Garabandal
Garabandal
Homenaje a C.G
Tarde en la rivera, vislumbrando el ocaso.
A la espera sin nombre, leyendo un libro entre sus aposentos,
rememora en su subconsciente una antigua imagen que aparece de imprevisto.
Hacia muchos años, cuando en su juventud emprendedora transitaba los caminos y peregrinaba las llanuras verberadas.
En su corazón dócil y cariñoso de niña que trabajaba al alba
se escapo un día de los abrazos que un viejo clérigo le regalaba.
Tenía un listón blanco asiendo sus cabellos engonóminados azabaches. Un vestido liso y pulcro perfectamente tallado hasta en sus más pequeñas intercesiones de seda y holganza que competía libremente con aquél vasto océano de muchos nombres.
María y sus ágiles pasos corretear los pasillos,
María y los sueños impredecibles arrebatarla de los quehaceres normales.
María y sus hermanas estudiando frente a un pupitre de sencillos toques arquitectónicos plasmados, antaño, por un carpintero.
Ése que sin sospecharlo le robaría el alma.
Mientras, perdida en las comisuras verdes oteaba el horizonte,
fijó su desprevenida atención en aquel cielo matutino.
El aroma frutal de jazmines perpetrados en una extraña divinidad en vigilia, le hicieron estremecer.
Cayo al suelo, en trance, sus ojos empañados de negras constelaciones drásticamente se volvió azul marino. Y observo a una figura adyacente al escenario primaveral cercenar a plena luz sus intenciones frente a ella.
Los blancos y rubescentes destellos que anquilosaron sus pupilas.
En una inconmensurable unión entre cielo y tierra depositaron en su espíritu lóbrego e infantil una renovante plegaria.
Y el hermoso cáliz ajetreado con joyas en sus extremos de incalculable valor no terrestre, le permitieron a esta virgen niña ser testigo real de aquella aparición jamás vista.

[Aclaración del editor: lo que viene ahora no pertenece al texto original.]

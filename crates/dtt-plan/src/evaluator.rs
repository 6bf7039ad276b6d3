use chrono::DateTime;
use chrono_tz::Tz;
use dtt_window::{time_context, TimeContext};
use serde::Serialize;

use crate::answers::GateAnswers;
use crate::gates::{
    gate_alignment, gate_context, gate_preparation, gate_target, gate_timing, GateId, GateOutcome,
};
use crate::snapshot::{
    location_advisories, snapshot_text, Advisory, DisciplineBand, MarketContext, TradeGuidance,
};
use crate::{MAX_SCORE, MIN_SCORE};

// ============================================================================
// Types
// ============================================================================

#[derive(Clone, Copy, Debug, PartialEq, Eq, Serialize)]
#[serde(rename_all = "SCREAMING_SNAKE_CASE")]
pub enum TradeState {
    /// Initial state; also where alignment, target and timing failures land.
    Waiting,
    /// Direction & context failed. Terminal for this pass.
    NoTrade,
    /// Every gate passed inside the entry window.
    TradeReady,
}

impl TradeState {
    pub fn as_str(&self) -> &'static str {
        match self {
            TradeState::Waiting => "WAITING",
            TradeState::NoTrade => "NO_TRADE",
            TradeState::TradeReady => "TRADE_READY",
        }
    }
}

/// One evaluated gate, in evaluation order.
#[derive(Clone, Debug, PartialEq, Serialize)]
pub struct GateResult {
    pub gate: GateId,
    #[serde(flatten)]
    pub outcome: GateOutcome,
}

/// Output of one evaluation pass.
#[derive(Clone, Debug, PartialEq, Serialize)]
pub struct TradePlanResult {
    pub trade_state: TradeState,
    pub discipline_score: f64,
    pub max_score: f64,
    /// `floor(discipline_score / max_score * 100)`, clamped to 0..=100.
    pub score_pct: i64,
    pub band: DisciplineBand,
    pub market_context: MarketContext,
    pub time_context: TimeContext,
    /// Only gates that were actually evaluated; a halt truncates the list.
    pub gate_results: Vec<GateResult>,
    pub advisories: Vec<Advisory>,
    /// Present iff `trade_state == TradeReady`.
    pub guidance: Option<TradeGuidance>,
    /// Present iff `trade_state == TradeReady`.
    pub snapshot_text: Option<String>,
}

impl TradePlanResult {
    pub fn is_ready(&self) -> bool {
        self.trade_state == TradeState::TradeReady
    }

    pub fn evaluated_gates(&self) -> Vec<GateId> {
        self.gate_results.iter().map(|g| g.gate).collect()
    }

    pub fn outcome_of(&self, gate: GateId) -> Option<&GateOutcome> {
        self.gate_results
            .iter()
            .find(|g| g.gate == gate)
            .map(|g| &g.outcome)
    }
}

// ============================================================================
// Pass state
// ============================================================================

/// Accumulator for a single pass. Only moves forward.
struct PlanState {
    discipline_score: f64,
    trade_state: TradeState,
    gate_results: Vec<GateResult>,
}

impl PlanState {
    fn new() -> Self {
        Self {
            discipline_score: 0.0,
            trade_state: TradeState::Waiting,
            gate_results: Vec::with_capacity(5),
        }
    }

    /// Record a gate. Passed gates add their points; a failure sets
    /// `on_fail` and returns `false` so the caller halts.
    fn advance(&mut self, gate: GateId, outcome: GateOutcome, on_fail: TradeState) -> bool {
        let passed = match &outcome {
            GateOutcome::Passed { points } => {
                self.discipline_score += points;
                true
            }
            GateOutcome::Failed { .. } => {
                self.trade_state = on_fail;
                false
            }
        };
        self.gate_results.push(GateResult { gate, outcome });
        passed
    }

    fn finish(
        self,
        answers: &GateAnswers,
        time_context: TimeContext,
        advisories: Vec<Advisory>,
    ) -> TradePlanResult {
        debug_assert!(
            (MIN_SCORE..=MAX_SCORE).contains(&self.discipline_score),
            "discipline score {} out of range",
            self.discipline_score
        );

        let score_pct = score_pct(self.discipline_score);
        let market_context = MarketContext::infer(answers.direction, answers.daily_bias);
        let ready = self.trade_state == TradeState::TradeReady;

        TradePlanResult {
            trade_state: self.trade_state,
            discipline_score: self.discipline_score,
            max_score: MAX_SCORE,
            score_pct,
            band: DisciplineBand::from_pct(score_pct),
            market_context,
            time_context,
            gate_results: self.gate_results,
            advisories,
            guidance: ready.then(|| TradeGuidance::for_direction(answers.direction)),
            snapshot_text: ready.then(|| {
                snapshot_text(
                    answers.direction,
                    market_context,
                    answers.daily_location,
                    score_pct,
                )
            }),
        }
    }
}

/// Normalized discipline percentage, floored and clamped to 0..=100.
pub fn score_pct(discipline_score: f64) -> i64 {
    let pct = (discipline_score / MAX_SCORE * 100.0).floor();
    (pct as i64).clamp(0, 100)
}

// ============================================================================
// Public API
// ============================================================================

/// Run the checklist once.
///
/// Gates run in order Preparation → Context → Alignment → Target → Timing.
/// The first failing gate sets the terminal state (NO_TRADE for context,
/// WAITING otherwise) and nothing after it is evaluated or scored.
///
/// `now` must already be in the desk timezone; it is used for every window
/// calculation in this pass.
pub fn evaluate_trade_plan(answers: &GateAnswers, now: DateTime<Tz>) -> TradePlanResult {
    let window = time_context(now);
    let mut plan = PlanState::new();
    let mut advisories = Vec::new();

    // Gate 0 is informational: it scores but cannot halt.
    plan.advance(GateId::Preparation, gate_preparation(answers), TradeState::Waiting);
    if answers.daily_zones == crate::answers::ZonesMarked::Absent {
        advisories.push(Advisory::DailyZonesAbsent);
    }

    if !plan.advance(GateId::Context, gate_context(answers), TradeState::NoTrade) {
        return plan.finish(answers, window, advisories);
    }
    advisories.extend(location_advisories(answers.direction, answers.daily_location));

    if !plan.advance(GateId::Alignment, gate_alignment(answers), TradeState::Waiting) {
        return plan.finish(answers, window, advisories);
    }

    if !plan.advance(GateId::Target, gate_target(answers), TradeState::Waiting) {
        return plan.finish(answers, window, advisories);
    }

    if plan.advance(GateId::Timing, gate_timing(answers, &window), TradeState::Waiting) {
        plan.trade_state = TradeState::TradeReady;
    }

    plan.finish(answers, window, advisories)
}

Despertó yacida y cobijada por la misma verde maleza,
el intenso perfume de rosas no se había aún retirado.
Busco esperanzada hayar la misma sombra oculta entre los rincones con esa esplendorosa iluminación cubrirle, pero no encontró nada, solo un relicario que ella traía puesto antes.

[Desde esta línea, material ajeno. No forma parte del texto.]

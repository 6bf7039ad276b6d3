//! Command handler modules for dtt-cli.
//!
//! Shared utilities used by multiple command paths live here.
//! Command-specific logic lives in the submodules.

pub mod plan;
pub mod risk;
pub mod window;

use anyhow::{Context, Result};
use chrono::{DateTime, Utc};
use chrono_tz::Tz;
use dtt_config::{report_unused_keys, ConfigSurface, DeskConfig, UnusedKeyPolicy};
use dtt_plan::GateAnswers;
use std::fs;
use std::path::Path;
use tracing_subscriber::EnvFilter;

// ---------------------------------------------------------------------------
// Shared helpers
// ---------------------------------------------------------------------------

/// Logs go to stderr so stdout stays parseable. `RUST_LOG` overrides `warn`.
pub fn init_tracing() {
    let filter = EnvFilter::try_from_default_env().unwrap_or_else(|_| "warn".into());
    tracing_subscriber::fmt()
        .with_env_filter(filter)
        .with_writer(std::io::stderr)
        .init();
}

/// Load layered config (none = defaults) and warn about keys this command
/// never reads.
pub fn load_config(paths: &[String], surface: ConfigSurface) -> Result<DeskConfig> {
    let path_refs: Vec<&str> = paths.iter().map(|s| s.as_str()).collect();
    let (loaded, desk) = dtt_config::load_desk_config(&path_refs)?;
    tracing::debug!(config_hash = %loaded.config_hash, layers = paths.len(), "config loaded");

    let report = report_unused_keys(surface, &loaded.config_json, UnusedKeyPolicy::Warn)?;
    if !report.is_clean() {
        tracing::warn!(
            surface = %report.surface,
            unused = ?report.unused_leaf_pointers,
            "config keys not read by this command"
        );
    }
    Ok(desk)
}

/// `--now` in RFC3339, or the system clock, expressed in `tz`.
pub fn resolve_now(now: Option<&str>, tz: Tz) -> Result<DateTime<Tz>> {
    match now {
        Some(raw) => {
            let parsed = DateTime::parse_from_rfc3339(raw.trim())
                .with_context(|| format!("invalid --now '{}': expected RFC3339", raw))?;
            Ok(parsed.with_timezone(&tz))
        }
        None => Ok(Utc::now().with_timezone(&tz)),
    }
}

/// Read a checklist answers document. `.json` is parsed as JSON, anything
/// else as YAML. A UTF-8 BOM is tolerated.
pub fn load_answers(path: &str) -> Result<GateAnswers> {
    let bytes = fs::read(path).with_context(|| format!("read answers file failed: {}", path))?;
    let bytes = bytes.strip_prefix(&[0xEF, 0xBB, 0xBF]).unwrap_or(&bytes);
    let raw = std::str::from_utf8(bytes).context("answers file must be UTF-8 text")?;

    let is_json = Path::new(path)
        .extension()
        .map(|e| e.eq_ignore_ascii_case("json"))
        .unwrap_or(false);

    if is_json {
        serde_json::from_str(raw).context("answers file must contain valid JSON answers")
    } else if raw.trim().is_empty() {
        Ok(GateAnswers::default())
    } else {
        serde_yaml::from_str(raw).context("answers file must contain valid YAML answers")
    }
}

/// Render a money/ratio figure with two decimals.
pub fn fmt2(v: f64) -> String {
    format!("{:.2}", v)
}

Y confusa, retorno a su casa, más preocupada por el hecho de que ningún ser iba a creer esa historia de ensueños. Cuando, al ingresar a su interior, vislumbro a sus hermanas que lloraban:
— ¿Qué ocurre niñas mías? ¿qué pena les aqueja? ― dijo ella conmocionada.
Las jóvenes menores que ella al principio, titubearon, luego, ya más dispuestas a confesar su martirio; le dijeron lo que había ocurrido.

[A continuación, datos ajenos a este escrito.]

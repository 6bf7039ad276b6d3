//! Shared state for dtt-daemon.
//!
//! Immutable after boot: every request is evaluated independently against
//! the loaded desk config and the injected clock.

use chrono::{DateTime, Utc};
use chrono_tz::Tz;
use dtt_config::{DeskConfig, LoadedConfig};
use serde::{Deserialize, Serialize};

/// Source of "now". Swapped for a fixed instant in tests.
pub type Clock = fn() -> DateTime<Utc>;

pub fn system_clock() -> DateTime<Utc> {
    Utc::now()
}

// ---------------------------------------------------------------------------
// BuildInfo
// ---------------------------------------------------------------------------

/// Static build metadata included in health / status responses.
#[derive(Clone, Debug, Serialize, Deserialize)]
pub struct BuildInfo {
    pub service: &'static str,
    pub version: &'static str,
}

// ---------------------------------------------------------------------------
// AppState
// ---------------------------------------------------------------------------

#[derive(Clone)]
pub struct AppState {
    pub build: BuildInfo,
    /// Base account profile, timezone and bind address.
    pub desk: DeskConfig,
    /// Validated `desk.window.timezone`.
    pub tz: Tz,
    pub config_hash: String,
    pub clock: Clock,
}

impl Default for AppState {
    fn default() -> Self {
        Self::new()
    }
}

impl AppState {
    /// Built-in defaults, no config files.
    pub fn new() -> Self {
        Self {
            build: build_info(),
            desk: DeskConfig::default(),
            tz: dtt_window::DEFAULT_TIMEZONE,
            config_hash: String::new(),
            clock: system_clock,
        }
    }

    pub fn from_config(loaded: &LoadedConfig, desk: DeskConfig) -> anyhow::Result<Self> {
        let tz = desk.timezone()?;
        Ok(Self {
            build: build_info(),
            desk,
            tz,
            config_hash: loaded.config_hash.clone(),
            clock: system_clock,
        })
    }

    pub fn with_clock(mut self, clock: Clock) -> Self {
        self.clock = clock;
        self
    }

    /// Current instant in the desk timezone.
    pub fn now(&self) -> DateTime<Tz> {
        (self.clock)().with_timezone(&self.tz)
    }
}

fn build_info() -> BuildInfo {
    BuildInfo {
        service: "dtt-daemon",
        version: env!("CARGO_PKG_VERSION"),
    }
}

// ---------------------------------------------------------------------------
// Helpers
// ---------------------------------------------------------------------------

static START: std::sync::OnceLock<std::time::Instant> = std::sync::OnceLock::new();

/// Pin the uptime origin. Called once at boot; later calls are no-ops.
pub fn mark_started() {
    START.get_or_init(std::time::Instant::now);
}

/// Seconds since `mark_started` (or since the first call, if never marked).
pub fn uptime_secs() -> u64 {
    START
        .get_or_init(std::time::Instant::now)
        .elapsed()
        .as_secs()
}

— ¡Conchita, hemos visto en la antigua calleja, a un hombre que no era humano! Hablaba como nosotras, pero el eco de su voz era de mil cascadas. Nos asustamos mucho y nos retiramos de aquel lugar. ¿Nos puedes entender? — preguntaron al unísono ambas muchachas, con cierto miedo.
— Sí, lo he visto también. Y les comprendo, pero, ¿alguién creerá en nosotras? la historia suena de fabula, nadie lo sabrá jamás. — Conchita camino alrededor en actitud solemne y volvió a fijar sus ojos con esperanza encalcada en su rostro en la ventana que colgaba un rosario. Sonrío casi imperceptiblemente para no ser notada por sus otras hermanas y en un débil susurro clamó: — ¡Dios mío, hágase tu voluntad!
Y la vieja calleja a oscuras se quedo.
Cada tanto el mismo espectáculo languidescénte de estrellas y ángeles caídos que acompañaban a su creador aparecían para acompañarle como esa tarde.
Pero ninguno de aquéllos pueblerinos, por más que oren y pidan una señal verídica, lograran contemplar lo que Conchita y sus hermanas, sintieron a flor de piel en su mente y corazón.